Using the data below, return every line that holds the word "frame".

#### DATA FOR THIS TASK ####

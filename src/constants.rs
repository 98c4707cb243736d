use std::time::Duration;

pub const DISPLAY_WIDTH: u32 = 160;                                 // ST7735 panel width (rotated 270)
pub const DISPLAY_HEIGHT: u32 = 80;                                 // ST7735 panel height
pub const FPS: u32 = 20;                                            // Preview frame rate for piped sinks

pub const TICK: Duration = Duration::from_millis(50);               // Worker wake-up interval
pub const IDLE_WAIT: Duration = Duration::from_secs(1);             // Worker wait while blank and idle
pub const REFRESH_INTERVAL: Duration = Duration::from_secs(1);      // Re-render period for a steady panel

pub const ROTATION_INTERVAL: Duration = Duration::from_secs(5);     // Default seconds per item
pub const FADE_DURATION: Duration = Duration::from_secs(1);         // Full fade (out + in) between items
pub const WARMUP_DURATION: Duration = Duration::from_secs(10);      // Readings discarded during warm-up
pub const SPLASH_DURATION: Duration = Duration::from_secs(5);       // Splash hold time
pub const SPLASH_FADE: Duration = Duration::from_secs(2);           // Splash fade-out time
pub const PAUSE_GRACE: Duration = Duration::from_secs(10);          // Hold after a tap in auto mode

pub const DOUBLE_TAP_WINDOW: Duration = Duration::from_secs(1);     // Second tap within this is a double tap
pub const TAP_DEBOUNCE: Duration = Duration::from_millis(50);       // Edges closer than this are bounce
pub const PROXIMITY_NEAR: u16 = 1500;                               // Raw proximity reading counted as near
pub const PROXIMITY_RELEASE: u16 = 1000;                            // Reading below which the hand has left

pub const WRITE_TIMEOUT: Duration = Duration::from_millis(500);     // Longest acceptable frame write
pub const PROBE_BACKOFF_INITIAL: Duration = Duration::from_secs(5); // First re-probe after a write failure
pub const PROBE_BACKOFF_MAX: Duration = Duration::from_secs(300);   // Ceiling for re-probe backoff
pub const SHUTDOWN_TIMEOUT: Duration = Duration::from_secs(2);      // Bounded wait for the worker to exit
pub const PIPE_CLOSE_GRACE: Duration = Duration::from_millis(300);  // Time ffmpeg gets to finish a recording

pub const MIN_ROTATION_SECS: f64 = 1.0;                             // display/interval lower bound
pub const MAX_ROTATION_SECS: f64 = 3600.0;                          // display/interval upper bound
pub const MAX_MESSAGE_LEN: usize = 256;                             // display/message length limit
pub const GRAPH_HISTORY: usize = 160;                               // Samples kept by metric graphs
//! Built-in panels.

mod diagnostics;
mod picture;
mod sensor;
mod text;

pub use diagnostics::DiagnosticsPanel;
pub use picture::ImagePanel;
pub use sensor::{DashboardPanel, MetricGraphPanel};
pub use text::{
    ErrorPanel, MessageBoard, MessageColors, MessagePanel, TextPanel, WarmupPanel, wrap_text,
};

use embedded_graphics::mono_font::{MonoFont, MonoTextStyle};
use embedded_graphics::pixelcolor::Rgb888;
use embedded_graphics::prelude::*;
use embedded_graphics::text::{Baseline, Text};

use crate::frame::Frame;

/// Draw one line of text with its top-left corner at `at`.
pub(crate) fn draw_text(frame: &mut Frame, s: &str, at: Point, font: &MonoFont<'_>, color: Rgb888) {
    let style = MonoTextStyle::new(font, color);
    Text::with_baseline(s, at, style, Baseline::Top).draw(frame).ok();
}

/// Width in pixels of `s` set in `font`.
pub(crate) fn text_width(s: &str, font: &MonoFont<'_>) -> u32 {
    let n = s.chars().count() as u32;
    n * (font.character_size.width + font.character_spacing)
}
impl fmt::Debug for Slot {
    fn fmt(&self, f: &mut fmt::Formatter<'_>) -> fmt::Result {
        f.debug_struct("Slot")
            .field("key", &self.key)
            .field("renderable", &self.renderable.name())
            .finish()
    }
}

/// The worker's instructions for one tick.
#[derive(Debug, Clone)]
pub enum Plan {
    /// Nothing to draw; the display is not running.
    Idle,
    Blank,
    Show { slot: Slot, opacity: f32 },
}

impl Plan {
    pub fn key(&self) -> Option<SlotKey> {
        match self {
            Plan::Show { slot, .. } => Some(slot.key),
            _ => None,
        }
    }
}

#[derive(Debug, Clone, Copy, PartialEq, Eq)]
struct Active {
    handle: ItemHandle,
    since: Instant,
}

#[derive(Debug, Clone)]
struct Splash {
    slot: Slot,
    generation: u64,
    started: Instant,
    hold: Duration,
    fade: Duration,
}

impl Splash {
    fn hold_until(&self) -> Instant {
        self.started + self.hold
    }

    fn done_at(&self) -> Instant {
        self.started + self.hold + self.fade
    }
}

pub struct Scheduler {
    config: SchedulerConfig,
    size: Size,
    phase: Phase,
    mode: RotationMode,
    queue: DisplayQueue,
    active: Option<Active>,
    splash: Option<Splash>,
    splash_generation: u64,
    warmup_until: Instant,
    warmup_slot: Slot,
    pause_until: Option<Instant>,
    overlay: ErrorOverlay,
    input: InputMonitor,
    debouncer: ProximityDebouncer,
    diagnostics: Option<Arc<dyn Renderable>>,
    show_diagnostics: bool,
    shown: Option<Slot>,
    transition: Option<Transition<Slot>>,
}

####

→ **OUTPUT FOR THIS EXERCISE**:
pub const FPS: u32 = 20;                                            // Preview frame rate for piped sinks
pub const WRITE_TIMEOUT: Duration = Duration::from_millis(500);     // Longest acceptable frame write
use crate::frame::Frame;
pub(crate) fn draw_text(frame: &mut Frame, s: &str, at: Point, font: &MonoFont<'_>, color: Rgb888) {
    Text::with_baseline(s, at, style, Baseline::Top).draw(frame).ok();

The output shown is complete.